== WHAT YOU SHOULD DO ==
Count every line in the data that contains the word "endpoint", then report that number alone.

== Saved data entries ==
[Start of Attachment]
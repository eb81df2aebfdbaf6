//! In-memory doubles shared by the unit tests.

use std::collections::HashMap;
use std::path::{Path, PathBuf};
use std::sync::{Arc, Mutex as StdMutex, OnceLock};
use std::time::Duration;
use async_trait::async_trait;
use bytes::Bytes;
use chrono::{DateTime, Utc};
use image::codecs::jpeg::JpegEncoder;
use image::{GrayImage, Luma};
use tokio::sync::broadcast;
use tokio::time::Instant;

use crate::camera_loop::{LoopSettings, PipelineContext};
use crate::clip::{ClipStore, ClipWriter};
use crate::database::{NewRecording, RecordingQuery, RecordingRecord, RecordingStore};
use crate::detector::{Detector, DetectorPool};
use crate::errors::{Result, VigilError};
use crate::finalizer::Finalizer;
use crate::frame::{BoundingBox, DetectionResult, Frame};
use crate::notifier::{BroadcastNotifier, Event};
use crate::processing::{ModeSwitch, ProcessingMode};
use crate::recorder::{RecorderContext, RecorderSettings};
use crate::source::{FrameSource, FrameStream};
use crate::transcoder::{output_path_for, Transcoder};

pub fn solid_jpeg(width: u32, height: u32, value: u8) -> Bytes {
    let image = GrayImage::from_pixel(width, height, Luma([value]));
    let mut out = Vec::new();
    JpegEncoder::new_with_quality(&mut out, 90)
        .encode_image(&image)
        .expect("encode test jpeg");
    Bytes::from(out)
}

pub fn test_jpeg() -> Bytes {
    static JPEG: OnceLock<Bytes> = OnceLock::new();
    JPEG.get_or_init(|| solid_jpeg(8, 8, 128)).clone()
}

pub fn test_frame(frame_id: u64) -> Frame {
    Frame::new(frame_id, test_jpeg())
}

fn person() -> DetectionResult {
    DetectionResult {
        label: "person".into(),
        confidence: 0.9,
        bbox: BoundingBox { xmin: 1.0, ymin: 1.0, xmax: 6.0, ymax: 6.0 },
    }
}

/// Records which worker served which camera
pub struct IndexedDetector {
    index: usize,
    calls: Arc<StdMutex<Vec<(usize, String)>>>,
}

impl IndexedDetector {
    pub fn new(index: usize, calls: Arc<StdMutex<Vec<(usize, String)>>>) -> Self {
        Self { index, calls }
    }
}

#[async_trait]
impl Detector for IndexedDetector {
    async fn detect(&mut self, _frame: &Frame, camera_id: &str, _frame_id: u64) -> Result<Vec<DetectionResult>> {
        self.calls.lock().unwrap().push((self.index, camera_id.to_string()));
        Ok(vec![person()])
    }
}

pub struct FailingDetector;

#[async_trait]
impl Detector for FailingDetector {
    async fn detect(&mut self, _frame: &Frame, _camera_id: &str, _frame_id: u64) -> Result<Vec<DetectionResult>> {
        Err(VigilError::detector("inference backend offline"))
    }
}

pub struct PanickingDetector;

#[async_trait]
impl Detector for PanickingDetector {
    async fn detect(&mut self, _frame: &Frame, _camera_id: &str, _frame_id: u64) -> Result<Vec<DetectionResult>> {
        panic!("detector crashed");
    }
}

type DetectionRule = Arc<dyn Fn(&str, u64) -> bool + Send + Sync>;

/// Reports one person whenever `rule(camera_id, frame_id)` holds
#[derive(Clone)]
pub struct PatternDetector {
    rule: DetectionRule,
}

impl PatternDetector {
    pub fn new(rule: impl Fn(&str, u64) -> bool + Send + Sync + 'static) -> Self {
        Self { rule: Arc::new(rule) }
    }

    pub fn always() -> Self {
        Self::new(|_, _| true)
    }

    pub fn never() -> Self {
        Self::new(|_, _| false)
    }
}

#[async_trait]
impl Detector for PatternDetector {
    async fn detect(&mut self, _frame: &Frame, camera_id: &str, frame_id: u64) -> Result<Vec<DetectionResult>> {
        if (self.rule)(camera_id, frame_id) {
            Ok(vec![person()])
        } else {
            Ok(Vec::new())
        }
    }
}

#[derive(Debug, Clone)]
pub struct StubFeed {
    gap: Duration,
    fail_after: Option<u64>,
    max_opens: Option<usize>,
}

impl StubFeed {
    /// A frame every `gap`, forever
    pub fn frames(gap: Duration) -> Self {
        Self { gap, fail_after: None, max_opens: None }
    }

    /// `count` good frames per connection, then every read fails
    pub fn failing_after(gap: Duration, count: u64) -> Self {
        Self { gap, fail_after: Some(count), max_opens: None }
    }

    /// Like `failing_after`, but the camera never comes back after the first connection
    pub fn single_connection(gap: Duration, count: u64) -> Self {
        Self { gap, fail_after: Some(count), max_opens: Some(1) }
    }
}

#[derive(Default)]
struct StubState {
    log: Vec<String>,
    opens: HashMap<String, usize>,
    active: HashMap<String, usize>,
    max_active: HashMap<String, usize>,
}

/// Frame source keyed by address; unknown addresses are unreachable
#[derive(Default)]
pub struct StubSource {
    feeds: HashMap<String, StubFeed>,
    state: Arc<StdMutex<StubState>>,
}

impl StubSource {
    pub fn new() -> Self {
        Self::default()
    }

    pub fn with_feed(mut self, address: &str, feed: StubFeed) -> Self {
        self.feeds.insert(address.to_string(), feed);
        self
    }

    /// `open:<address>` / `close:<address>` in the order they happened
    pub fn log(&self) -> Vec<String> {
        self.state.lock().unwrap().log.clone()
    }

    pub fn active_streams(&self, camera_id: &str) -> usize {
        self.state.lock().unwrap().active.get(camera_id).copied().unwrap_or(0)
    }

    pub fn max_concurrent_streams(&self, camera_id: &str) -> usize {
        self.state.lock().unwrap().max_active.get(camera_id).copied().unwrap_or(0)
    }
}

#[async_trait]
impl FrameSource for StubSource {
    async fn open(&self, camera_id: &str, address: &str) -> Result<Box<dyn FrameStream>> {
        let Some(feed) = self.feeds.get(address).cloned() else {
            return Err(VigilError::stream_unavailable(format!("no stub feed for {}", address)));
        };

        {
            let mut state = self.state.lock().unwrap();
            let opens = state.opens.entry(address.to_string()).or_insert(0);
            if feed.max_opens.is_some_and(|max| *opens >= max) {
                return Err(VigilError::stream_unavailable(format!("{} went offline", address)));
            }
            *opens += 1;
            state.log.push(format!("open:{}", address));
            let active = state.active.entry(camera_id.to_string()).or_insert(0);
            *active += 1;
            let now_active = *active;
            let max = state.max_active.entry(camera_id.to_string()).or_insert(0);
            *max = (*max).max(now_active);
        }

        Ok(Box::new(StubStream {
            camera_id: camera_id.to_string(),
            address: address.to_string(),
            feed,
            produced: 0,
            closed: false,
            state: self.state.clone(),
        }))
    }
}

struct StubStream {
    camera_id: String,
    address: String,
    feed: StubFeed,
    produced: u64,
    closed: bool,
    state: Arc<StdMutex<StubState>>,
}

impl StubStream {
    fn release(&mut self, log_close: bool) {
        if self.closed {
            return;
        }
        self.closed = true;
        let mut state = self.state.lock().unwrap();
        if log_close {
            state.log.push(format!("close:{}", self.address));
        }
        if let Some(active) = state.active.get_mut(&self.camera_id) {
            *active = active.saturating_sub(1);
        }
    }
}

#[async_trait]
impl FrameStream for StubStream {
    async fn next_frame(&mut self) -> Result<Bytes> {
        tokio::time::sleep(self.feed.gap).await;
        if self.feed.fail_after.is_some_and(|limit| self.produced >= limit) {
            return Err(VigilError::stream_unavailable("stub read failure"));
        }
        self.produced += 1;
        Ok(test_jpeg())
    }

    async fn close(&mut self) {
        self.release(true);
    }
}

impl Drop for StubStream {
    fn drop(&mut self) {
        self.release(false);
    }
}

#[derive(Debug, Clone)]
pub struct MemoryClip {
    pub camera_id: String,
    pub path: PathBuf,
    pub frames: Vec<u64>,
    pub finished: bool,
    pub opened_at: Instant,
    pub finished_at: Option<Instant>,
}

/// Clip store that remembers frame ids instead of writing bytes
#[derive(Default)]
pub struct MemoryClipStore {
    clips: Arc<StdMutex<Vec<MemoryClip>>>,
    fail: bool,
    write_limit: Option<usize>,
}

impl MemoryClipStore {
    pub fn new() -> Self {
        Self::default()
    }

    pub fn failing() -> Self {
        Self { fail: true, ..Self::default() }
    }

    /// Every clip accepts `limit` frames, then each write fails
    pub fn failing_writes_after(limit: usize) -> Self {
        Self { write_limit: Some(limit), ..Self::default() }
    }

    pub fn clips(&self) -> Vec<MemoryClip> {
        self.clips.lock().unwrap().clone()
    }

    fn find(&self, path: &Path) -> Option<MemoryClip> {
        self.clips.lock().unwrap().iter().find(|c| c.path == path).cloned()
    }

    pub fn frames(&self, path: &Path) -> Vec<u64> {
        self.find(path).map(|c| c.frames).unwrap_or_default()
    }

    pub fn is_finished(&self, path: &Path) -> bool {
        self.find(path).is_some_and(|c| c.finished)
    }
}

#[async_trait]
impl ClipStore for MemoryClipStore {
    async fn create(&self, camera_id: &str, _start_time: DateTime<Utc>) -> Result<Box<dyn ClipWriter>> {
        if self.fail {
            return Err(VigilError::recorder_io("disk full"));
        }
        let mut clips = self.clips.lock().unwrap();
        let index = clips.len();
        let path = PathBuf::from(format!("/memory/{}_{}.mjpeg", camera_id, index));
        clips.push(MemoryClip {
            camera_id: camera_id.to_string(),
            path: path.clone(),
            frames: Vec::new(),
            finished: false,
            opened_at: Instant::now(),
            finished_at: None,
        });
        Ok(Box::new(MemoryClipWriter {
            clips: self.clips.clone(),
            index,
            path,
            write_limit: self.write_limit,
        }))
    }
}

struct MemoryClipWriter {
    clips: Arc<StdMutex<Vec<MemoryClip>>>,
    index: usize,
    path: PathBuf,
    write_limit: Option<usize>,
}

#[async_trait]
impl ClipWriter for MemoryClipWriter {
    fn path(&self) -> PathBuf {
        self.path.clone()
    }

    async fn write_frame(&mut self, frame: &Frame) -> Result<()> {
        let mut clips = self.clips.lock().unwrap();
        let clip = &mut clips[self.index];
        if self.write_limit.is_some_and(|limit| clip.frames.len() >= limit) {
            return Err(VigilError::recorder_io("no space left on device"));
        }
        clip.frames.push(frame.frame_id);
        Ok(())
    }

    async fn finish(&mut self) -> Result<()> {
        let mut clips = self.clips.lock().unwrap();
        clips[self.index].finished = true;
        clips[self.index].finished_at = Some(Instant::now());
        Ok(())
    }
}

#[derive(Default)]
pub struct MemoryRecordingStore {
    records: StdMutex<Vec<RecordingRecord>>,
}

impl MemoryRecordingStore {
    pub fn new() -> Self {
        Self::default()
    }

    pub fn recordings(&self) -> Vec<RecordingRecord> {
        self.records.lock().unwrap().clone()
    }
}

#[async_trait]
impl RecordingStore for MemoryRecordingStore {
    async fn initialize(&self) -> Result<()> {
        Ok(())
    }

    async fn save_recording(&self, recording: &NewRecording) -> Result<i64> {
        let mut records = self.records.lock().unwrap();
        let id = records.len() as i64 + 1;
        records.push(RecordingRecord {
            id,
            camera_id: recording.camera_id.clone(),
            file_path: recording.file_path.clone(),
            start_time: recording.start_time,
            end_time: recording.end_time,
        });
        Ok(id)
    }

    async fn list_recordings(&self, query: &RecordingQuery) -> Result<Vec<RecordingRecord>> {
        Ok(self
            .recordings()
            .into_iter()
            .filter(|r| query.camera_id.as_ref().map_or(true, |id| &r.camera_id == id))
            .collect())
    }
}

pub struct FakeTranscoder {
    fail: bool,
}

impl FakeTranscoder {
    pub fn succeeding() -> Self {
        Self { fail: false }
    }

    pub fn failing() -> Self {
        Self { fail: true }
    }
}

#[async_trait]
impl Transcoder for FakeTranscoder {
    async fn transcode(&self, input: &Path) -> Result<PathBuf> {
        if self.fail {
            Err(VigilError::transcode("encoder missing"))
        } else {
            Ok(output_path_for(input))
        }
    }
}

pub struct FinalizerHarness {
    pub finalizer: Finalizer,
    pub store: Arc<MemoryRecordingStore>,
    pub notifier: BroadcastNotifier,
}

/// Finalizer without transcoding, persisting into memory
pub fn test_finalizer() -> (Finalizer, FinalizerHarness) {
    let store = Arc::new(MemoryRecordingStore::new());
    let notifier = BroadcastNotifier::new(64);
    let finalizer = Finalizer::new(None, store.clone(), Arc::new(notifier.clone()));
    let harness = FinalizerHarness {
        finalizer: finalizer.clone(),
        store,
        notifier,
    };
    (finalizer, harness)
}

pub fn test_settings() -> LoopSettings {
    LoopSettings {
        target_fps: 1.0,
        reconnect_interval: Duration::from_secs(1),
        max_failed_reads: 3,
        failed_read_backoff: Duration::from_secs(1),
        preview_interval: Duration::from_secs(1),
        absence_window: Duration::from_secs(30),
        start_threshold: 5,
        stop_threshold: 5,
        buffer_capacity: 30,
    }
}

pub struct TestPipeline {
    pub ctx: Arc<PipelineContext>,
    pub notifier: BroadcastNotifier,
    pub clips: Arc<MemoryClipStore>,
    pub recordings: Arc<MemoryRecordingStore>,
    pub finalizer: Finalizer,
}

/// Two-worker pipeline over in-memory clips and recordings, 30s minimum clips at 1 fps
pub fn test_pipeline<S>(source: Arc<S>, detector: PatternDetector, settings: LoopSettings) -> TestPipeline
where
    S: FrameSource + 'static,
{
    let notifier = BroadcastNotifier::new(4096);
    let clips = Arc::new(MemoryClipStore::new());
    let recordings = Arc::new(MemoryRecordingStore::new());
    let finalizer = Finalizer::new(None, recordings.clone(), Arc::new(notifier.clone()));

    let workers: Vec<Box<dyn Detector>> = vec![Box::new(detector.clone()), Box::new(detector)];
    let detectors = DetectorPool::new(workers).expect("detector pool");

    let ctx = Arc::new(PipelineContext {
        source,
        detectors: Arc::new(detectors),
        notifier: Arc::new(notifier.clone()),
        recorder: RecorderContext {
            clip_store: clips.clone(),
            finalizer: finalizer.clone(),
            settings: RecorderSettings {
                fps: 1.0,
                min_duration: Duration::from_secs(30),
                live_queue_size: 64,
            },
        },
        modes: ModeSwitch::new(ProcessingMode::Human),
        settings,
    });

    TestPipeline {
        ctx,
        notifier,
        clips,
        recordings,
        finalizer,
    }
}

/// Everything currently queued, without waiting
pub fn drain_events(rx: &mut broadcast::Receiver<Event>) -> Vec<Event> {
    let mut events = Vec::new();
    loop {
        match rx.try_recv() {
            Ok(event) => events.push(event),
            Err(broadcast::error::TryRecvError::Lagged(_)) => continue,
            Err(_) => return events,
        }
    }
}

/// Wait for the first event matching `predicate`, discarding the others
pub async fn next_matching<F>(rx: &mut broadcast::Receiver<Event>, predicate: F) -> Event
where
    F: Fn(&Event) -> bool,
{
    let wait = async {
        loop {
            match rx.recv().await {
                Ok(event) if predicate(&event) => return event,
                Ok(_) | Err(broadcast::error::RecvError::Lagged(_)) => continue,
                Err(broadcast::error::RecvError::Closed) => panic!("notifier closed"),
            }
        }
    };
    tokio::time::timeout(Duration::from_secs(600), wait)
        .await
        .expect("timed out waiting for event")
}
[End of Attachment]
[Start of Attachment]
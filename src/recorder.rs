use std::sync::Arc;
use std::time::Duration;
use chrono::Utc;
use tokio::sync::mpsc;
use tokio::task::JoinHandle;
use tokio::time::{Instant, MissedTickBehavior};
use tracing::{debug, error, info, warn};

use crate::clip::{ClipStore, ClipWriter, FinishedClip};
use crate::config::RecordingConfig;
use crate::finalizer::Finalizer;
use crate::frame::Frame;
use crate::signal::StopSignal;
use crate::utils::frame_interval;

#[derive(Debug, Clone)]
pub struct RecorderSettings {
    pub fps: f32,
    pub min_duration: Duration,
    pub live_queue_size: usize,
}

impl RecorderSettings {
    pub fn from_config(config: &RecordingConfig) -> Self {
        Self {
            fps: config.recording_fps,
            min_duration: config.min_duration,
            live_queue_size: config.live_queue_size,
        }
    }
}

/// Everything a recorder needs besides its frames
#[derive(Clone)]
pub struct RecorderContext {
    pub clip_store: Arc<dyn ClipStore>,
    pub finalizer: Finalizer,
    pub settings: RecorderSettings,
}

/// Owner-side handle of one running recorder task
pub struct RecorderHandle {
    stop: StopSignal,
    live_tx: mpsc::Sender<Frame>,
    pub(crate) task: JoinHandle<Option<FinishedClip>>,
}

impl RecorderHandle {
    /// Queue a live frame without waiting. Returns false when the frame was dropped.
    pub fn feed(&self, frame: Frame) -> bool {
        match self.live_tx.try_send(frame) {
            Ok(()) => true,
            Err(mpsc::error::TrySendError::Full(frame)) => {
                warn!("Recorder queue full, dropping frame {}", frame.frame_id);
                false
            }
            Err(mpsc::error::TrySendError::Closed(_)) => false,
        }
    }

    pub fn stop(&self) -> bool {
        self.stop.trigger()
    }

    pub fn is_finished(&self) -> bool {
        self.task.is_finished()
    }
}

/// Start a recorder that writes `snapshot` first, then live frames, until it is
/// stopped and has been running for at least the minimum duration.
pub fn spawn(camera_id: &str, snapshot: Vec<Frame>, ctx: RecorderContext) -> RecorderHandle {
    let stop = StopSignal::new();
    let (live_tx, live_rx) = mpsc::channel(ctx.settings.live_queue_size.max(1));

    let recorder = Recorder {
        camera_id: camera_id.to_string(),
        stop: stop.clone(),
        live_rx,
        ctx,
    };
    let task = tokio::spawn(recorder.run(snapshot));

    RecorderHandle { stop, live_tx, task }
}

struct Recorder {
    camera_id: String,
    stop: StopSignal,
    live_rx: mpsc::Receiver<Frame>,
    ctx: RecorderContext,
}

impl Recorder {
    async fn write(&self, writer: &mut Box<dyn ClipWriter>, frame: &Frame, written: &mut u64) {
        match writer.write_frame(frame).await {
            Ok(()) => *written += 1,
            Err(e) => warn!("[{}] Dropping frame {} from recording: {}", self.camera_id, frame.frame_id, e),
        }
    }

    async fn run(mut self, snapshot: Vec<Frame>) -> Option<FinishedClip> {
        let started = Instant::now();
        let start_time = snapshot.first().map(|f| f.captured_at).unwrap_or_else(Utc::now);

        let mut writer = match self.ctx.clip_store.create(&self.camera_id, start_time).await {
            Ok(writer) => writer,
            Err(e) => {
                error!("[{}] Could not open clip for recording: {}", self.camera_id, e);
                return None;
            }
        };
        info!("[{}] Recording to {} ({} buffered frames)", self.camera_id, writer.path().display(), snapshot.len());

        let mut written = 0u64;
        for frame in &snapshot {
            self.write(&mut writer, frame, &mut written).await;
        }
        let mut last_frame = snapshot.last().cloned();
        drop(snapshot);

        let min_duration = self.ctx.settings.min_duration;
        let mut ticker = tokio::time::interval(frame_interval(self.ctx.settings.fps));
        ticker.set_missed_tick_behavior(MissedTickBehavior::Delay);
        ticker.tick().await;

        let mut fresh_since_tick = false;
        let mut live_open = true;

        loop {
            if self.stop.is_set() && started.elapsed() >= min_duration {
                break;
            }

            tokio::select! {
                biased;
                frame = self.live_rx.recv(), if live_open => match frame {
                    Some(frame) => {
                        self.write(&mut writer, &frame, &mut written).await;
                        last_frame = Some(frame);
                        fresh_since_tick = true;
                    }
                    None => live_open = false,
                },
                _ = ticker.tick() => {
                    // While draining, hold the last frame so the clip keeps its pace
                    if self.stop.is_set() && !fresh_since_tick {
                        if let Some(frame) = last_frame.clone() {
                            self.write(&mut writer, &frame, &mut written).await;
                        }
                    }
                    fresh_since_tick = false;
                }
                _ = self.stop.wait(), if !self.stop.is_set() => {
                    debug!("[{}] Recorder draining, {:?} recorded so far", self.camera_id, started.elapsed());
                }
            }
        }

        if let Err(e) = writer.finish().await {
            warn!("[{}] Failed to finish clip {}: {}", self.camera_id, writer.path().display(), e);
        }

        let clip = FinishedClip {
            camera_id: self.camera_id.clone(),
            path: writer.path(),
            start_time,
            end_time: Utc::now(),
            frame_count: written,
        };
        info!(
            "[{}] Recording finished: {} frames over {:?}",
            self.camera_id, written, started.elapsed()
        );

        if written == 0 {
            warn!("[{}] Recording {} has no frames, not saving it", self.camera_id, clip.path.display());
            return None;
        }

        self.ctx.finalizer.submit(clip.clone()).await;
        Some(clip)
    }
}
[End of Attachment]
[Start of Attachment]
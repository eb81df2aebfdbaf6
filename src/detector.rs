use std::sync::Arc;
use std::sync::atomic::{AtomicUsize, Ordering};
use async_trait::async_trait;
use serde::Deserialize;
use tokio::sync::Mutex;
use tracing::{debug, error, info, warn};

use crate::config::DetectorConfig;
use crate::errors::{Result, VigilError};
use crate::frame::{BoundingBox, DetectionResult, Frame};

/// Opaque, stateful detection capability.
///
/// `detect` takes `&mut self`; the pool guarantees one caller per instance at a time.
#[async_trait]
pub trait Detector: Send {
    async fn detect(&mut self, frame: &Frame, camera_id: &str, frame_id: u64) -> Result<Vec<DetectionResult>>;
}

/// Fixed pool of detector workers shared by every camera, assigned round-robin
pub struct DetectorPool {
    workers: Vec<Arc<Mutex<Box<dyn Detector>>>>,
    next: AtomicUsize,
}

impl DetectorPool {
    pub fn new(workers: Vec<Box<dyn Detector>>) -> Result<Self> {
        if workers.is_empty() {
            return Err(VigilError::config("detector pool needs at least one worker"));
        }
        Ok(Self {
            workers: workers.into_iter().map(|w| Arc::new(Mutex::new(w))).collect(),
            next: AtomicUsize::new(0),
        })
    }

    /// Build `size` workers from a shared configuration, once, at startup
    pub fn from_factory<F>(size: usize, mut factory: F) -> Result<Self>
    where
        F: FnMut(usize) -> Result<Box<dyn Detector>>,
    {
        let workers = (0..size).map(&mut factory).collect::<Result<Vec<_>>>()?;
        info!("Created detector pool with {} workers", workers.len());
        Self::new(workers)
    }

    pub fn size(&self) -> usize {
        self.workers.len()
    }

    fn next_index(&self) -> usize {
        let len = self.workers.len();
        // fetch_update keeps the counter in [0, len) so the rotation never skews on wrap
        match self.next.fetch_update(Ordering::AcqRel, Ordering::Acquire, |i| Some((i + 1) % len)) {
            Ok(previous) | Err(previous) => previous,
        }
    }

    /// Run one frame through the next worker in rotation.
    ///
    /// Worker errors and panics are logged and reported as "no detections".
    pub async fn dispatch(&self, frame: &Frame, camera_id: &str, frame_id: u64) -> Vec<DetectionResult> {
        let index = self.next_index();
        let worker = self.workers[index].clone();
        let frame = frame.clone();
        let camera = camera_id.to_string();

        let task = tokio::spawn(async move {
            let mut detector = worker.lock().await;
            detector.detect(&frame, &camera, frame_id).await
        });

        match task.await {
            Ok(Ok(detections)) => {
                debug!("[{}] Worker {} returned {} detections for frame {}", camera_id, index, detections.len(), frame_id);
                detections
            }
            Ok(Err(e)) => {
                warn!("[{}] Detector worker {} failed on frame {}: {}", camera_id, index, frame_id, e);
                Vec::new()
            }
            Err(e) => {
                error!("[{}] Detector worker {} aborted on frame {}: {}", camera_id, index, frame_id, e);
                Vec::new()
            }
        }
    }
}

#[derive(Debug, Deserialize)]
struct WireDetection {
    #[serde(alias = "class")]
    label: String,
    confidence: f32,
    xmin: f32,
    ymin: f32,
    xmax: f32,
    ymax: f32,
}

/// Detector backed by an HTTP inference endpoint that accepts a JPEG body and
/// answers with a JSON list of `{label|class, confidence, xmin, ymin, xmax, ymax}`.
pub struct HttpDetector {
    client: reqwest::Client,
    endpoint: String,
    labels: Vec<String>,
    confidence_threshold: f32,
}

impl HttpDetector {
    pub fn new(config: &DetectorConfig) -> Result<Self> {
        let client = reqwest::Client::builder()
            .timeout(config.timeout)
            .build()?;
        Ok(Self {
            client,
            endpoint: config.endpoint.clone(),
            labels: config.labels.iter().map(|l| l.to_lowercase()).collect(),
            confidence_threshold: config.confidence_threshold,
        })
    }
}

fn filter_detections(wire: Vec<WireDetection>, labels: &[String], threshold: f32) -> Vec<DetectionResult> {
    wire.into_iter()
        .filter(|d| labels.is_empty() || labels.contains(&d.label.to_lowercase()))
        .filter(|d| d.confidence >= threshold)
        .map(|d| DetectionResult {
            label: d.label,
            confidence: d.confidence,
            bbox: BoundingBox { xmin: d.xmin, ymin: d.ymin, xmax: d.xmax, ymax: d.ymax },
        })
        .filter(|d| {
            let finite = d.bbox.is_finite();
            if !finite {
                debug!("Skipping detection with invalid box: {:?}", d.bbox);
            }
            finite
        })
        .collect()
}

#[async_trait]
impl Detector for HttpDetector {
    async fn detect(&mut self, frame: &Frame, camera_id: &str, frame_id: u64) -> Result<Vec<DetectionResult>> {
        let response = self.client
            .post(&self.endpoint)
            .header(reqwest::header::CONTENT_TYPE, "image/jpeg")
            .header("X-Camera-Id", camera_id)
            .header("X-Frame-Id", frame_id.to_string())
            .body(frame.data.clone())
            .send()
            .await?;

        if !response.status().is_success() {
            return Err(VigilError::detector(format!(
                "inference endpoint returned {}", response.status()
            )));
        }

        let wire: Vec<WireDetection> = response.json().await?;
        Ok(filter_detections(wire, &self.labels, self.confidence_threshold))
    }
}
[End of Attachment]
== OUTPUT OF THE EXERCISE ==
5